According to the World Health Organization, pedestrians are among the most vulnerable road users, accounting for 22% of the total 1.24 million road traffic deaths each year. The Second United Nations Global Road Safety Week (6–12 May) kicks off worldwide under the banner “Make Walking Safe”, to draw attention to the needs of pedestrians. WHO is calling on governments to take concrete actions to improve the safety of pedestrians.
There are many steps which can be taken to protect pedestrians on the roads. The newly released Pedestrian safety: a road safety manual for decision-makers and practitioners, produced by WHO and partners, promotes a focus on combined enforcement, engineering and education measures, which include among others:
* adopting and enforcing new and existing laws to reduce speeding, curb drinking and driving, decrease mobile phone use and other forms of distracted driving;
* putting in place infrastructure which separates pedestrians from other traffic (sidewalks, raised crosswalks, overpasses, underpasses, refuge islands and raised medians), lowers vehicle speeds (speed bumps, rumble strips and chicanes) and improves roadway lighting;
* creating pedestrian zones in city centres by restricting vehicular access;
* improving mass transit route design;
* developing and enforcing vehicle design standards for pedestrian protection, including soft vehicle fronts;
* organizing and/or further enhancing trauma care systems to guarantee the prompt treatment of those with life-threatening injuries.
“The Second United Nations Global Road Safety Week offers an opportunity to highlight the myriad challenges that pedestrians face around the world each and every day,” notes WHO Assistant Director-General of Noncommunicable Diseases and Mental Health Dr Oleg Chestnov. “We are all pedestrians, and governments should put in place measures to better protect all of us. This will not only save lives, but create the conditions needed to make walking safe. When roads are safe, people will walk more, and this in turn will improve health and protect the environment.”
Pedestrians are among the most vulnerable road users. Studies indicate that males, both children and adults, make up a high proportion of pedestrian deaths and injuries. In developed countries, older pedestrians are more at risk, while in low-income and middle-income countries, children and young adults are often affected. Both children and adults with disabilities suffer higher rates of injury as pedestrians compared to their non-disabled peers.
The proportion of pedestrians killed in relation to other road users is highest in the African Region (38%) and lowest in the South-East Asia Region (12%). In some countries, the proportion of pedestrian fatalities can reach nearly two thirds of road traffic deaths, such as in El Salvador (62%) and Liberia (66%).
“More than 5000 pedestrians are killed on the world’s roads each week. This is because their needs have been neglected for decades, often in favor of motorized transport,” says Dr Etienne Krug, WHO Director of the Department of Violence and Injury Prevention and Disability. “We need to rethink the way we organize our transport systems to make walking safe and save pedestrian lives.”

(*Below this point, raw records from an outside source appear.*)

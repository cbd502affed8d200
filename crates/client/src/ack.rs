//! Acknowledgment policy for write operations.
//!
//! A 2xx status only says the request was accepted. Whether the change took
//! effect is in the body, and where depends on the kind of operation:
//!
//! - structural writes report `acknowledged: true` (servers before 1.0 report
//!   `ok: true` instead);
//! - data-plane operations report a `_shards` block, and succeed only when
//!   `_shards.failed == 0`.
//!
//! A partial shard failure is returned as a [`Verdict::PartialFailure`],
//! never as an error. Missing fields are [`ClientError::MalformedResponse`].

use serde_json::Value;

use crate::error::{ClientError, Result};
use crate::models::{AckResponse, ShardReport, ShardsResponse};

/// Outcome of a write operation.
#[derive(Debug, Clone, Copy, PartialEq, Eq)]
pub enum Verdict {
    Success,
    /// The server accepted the request but did not confirm it cluster-wide.
    NotAcknowledged,
    /// Some shards did not complete the operation.
    PartialFailure { failed: u64 },
}

impl Verdict {
    pub fn is_success(self) -> bool {
        self == Verdict::Success
    }
}

/// Anything a [`Verdict`] can be computed from.
pub trait Acknowledged {
    fn verdict(&self) -> Verdict;
}

impl Acknowledged for AckResponse {
    fn verdict(&self) -> Verdict {
        if self.acknowledged {
            Verdict::Success
        } else {
            Verdict::NotAcknowledged
        }
    }
}

impl Acknowledged for ShardsResponse {
    fn verdict(&self) -> Verdict {
        match self.shards.failed {
            0 => Verdict::Success,
            failed => Verdict::PartialFailure { failed },
        }
    }
}

/// Read a structural write result.
pub fn acknowledgment(body: Value) -> Result<AckResponse> {
    let acknowledged = match (body.get("acknowledged"), body.get("ok")) {
        (Some(Value::Bool(ack)), _) => *ack,
        (None | Some(Value::Null), Some(Value::Bool(ok))) => *ok,
        _ => {
            return Err(ClientError::MalformedResponse(format!(
                "write response carries neither 'acknowledged' nor 'ok': {}",
                body
            )));
        }
    };
    Ok(AckResponse {
        acknowledged,
        raw: body,
    })
}

/// Read a data-plane result from its `_shards` block.
pub fn shard_outcome(body: Value) -> Result<ShardsResponse> {
    let shards = body.get("_shards").ok_or_else(|| {
        ClientError::MalformedResponse(format!("response has no '_shards' block: {}", body))
    })?;
    let shards: ShardReport = serde_json::from_value(shards.clone())
        .map_err(|e| ClientError::MalformedResponse(format!("'_shards' block: {}", e)))?;
    Ok(ShardsResponse { shards, raw: body })
}

/// An acknowledged result synthesized for an idempotent no-op, such as
/// deleting a mapping that is already gone.
pub(crate) fn synthesized_ack() -> AckResponse {
    AckResponse {
        acknowledged: true,
        raw: serde_json::json!({"acknowledged": true}),
    }
}

#[cfg(test)]
mod tests {
    use super::*;
    use serde_json::json;

    #[test]
    fn test_acknowledged_true() {
        let ack = acknowledgment(json!({"acknowledged": true})).unwrap();
        assert!(ack.acknowledged);
        assert_eq!(ack.verdict(), Verdict::Success);
    }

    #[test]
    fn test_acknowledged_false() {
        let ack = acknowledgment(json!({"acknowledged": false})).unwrap();
        assert_eq!(ack.verdict(), Verdict::NotAcknowledged);
        assert!(!ack.verdict().is_success());
    }

    #[test]
    fn test_legacy_ok_flag() {
        let ack = acknowledgment(json!({"ok": true})).unwrap();
        assert!(ack.acknowledged);
    }

    #[test]
    fn test_acknowledged_takes_precedence_over_ok() {
        let ack = acknowledgment(json!({"ok": true, "acknowledged": false})).unwrap();
        assert!(!ack.acknowledged);
    }

    #[test]
    fn test_missing_flags_is_malformed() {
        assert!(matches!(
            acknowledgment(json!({"index": "idx"})),
            Err(ClientError::MalformedResponse(_))
        ));
        assert!(matches!(
            acknowledgment(json!({"acknowledged": "yes"})),
            Err(ClientError::MalformedResponse(_))
        ));
    }

    #[test]
    fn test_shards_success() {
        let outcome =
            shard_outcome(json!({"_shards": {"total": 10, "successful": 5, "failed": 0}}))
                .unwrap();
        assert_eq!(outcome.verdict(), Verdict::Success);
        assert_eq!(outcome.shards.total, 10);
        assert!(outcome.is_complete());
    }

    #[test]
    fn test_shards_partial_failure_is_data() {
        let outcome = shard_outcome(json!({
            "_shards": {
                "total": 2, "successful": 1, "failed": 1,
                "failures": [{"shard": 0, "reason": "boom"}]
            }
        }))
        .unwrap();
        assert_eq!(outcome.verdict(), Verdict::PartialFailure { failed: 1 });
        assert_eq!(outcome.shards.failures.len(), 1);
    }

    #[test]
    fn test_missing_shards_is_malformed() {
        assert!(matches!(
            shard_outcome(json!({"acknowledged": true})),
            Err(ClientError::MalformedResponse(_))
        ));
        assert!(matches!(
            shard_outcome(json!({"_shards": {"total": 1}})),
            Err(ClientError::MalformedResponse(_))
        ));
    }

    #[test]
    fn test_synthesized_ack() {
        assert_eq!(synthesized_ack().verdict(), Verdict::Success);
    }
}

About 1.24 million road traffic deaths occur annually on the world’s roads, making road traffic injuries the eighth leading cause of death globally, and the leading cause of death for young people aged 15–29 years. The Decade of Action for Road Safety 2011-2020, declared by the United Nations General Assembly, offers a broad framework for drawing attention to the need for greater safety on the roads. Launched in May 2011 by governments across the world, the Decade of Action seeks to build road safety management capacity in countries; improve the safety of roads and vehicles; enhance the behaviour of all road users; and strengthen post-crash care.
WHO supports road safety efforts generally by providing guidance to countries on five key risk factors: speeding, drinking and driving, and failing to use motorcycle helmets, seat-belts and child restraints; assisting efforts to improve data collection and trauma care; monitoring progress through global status reports; and serving as the secretariat for the Decade of Action.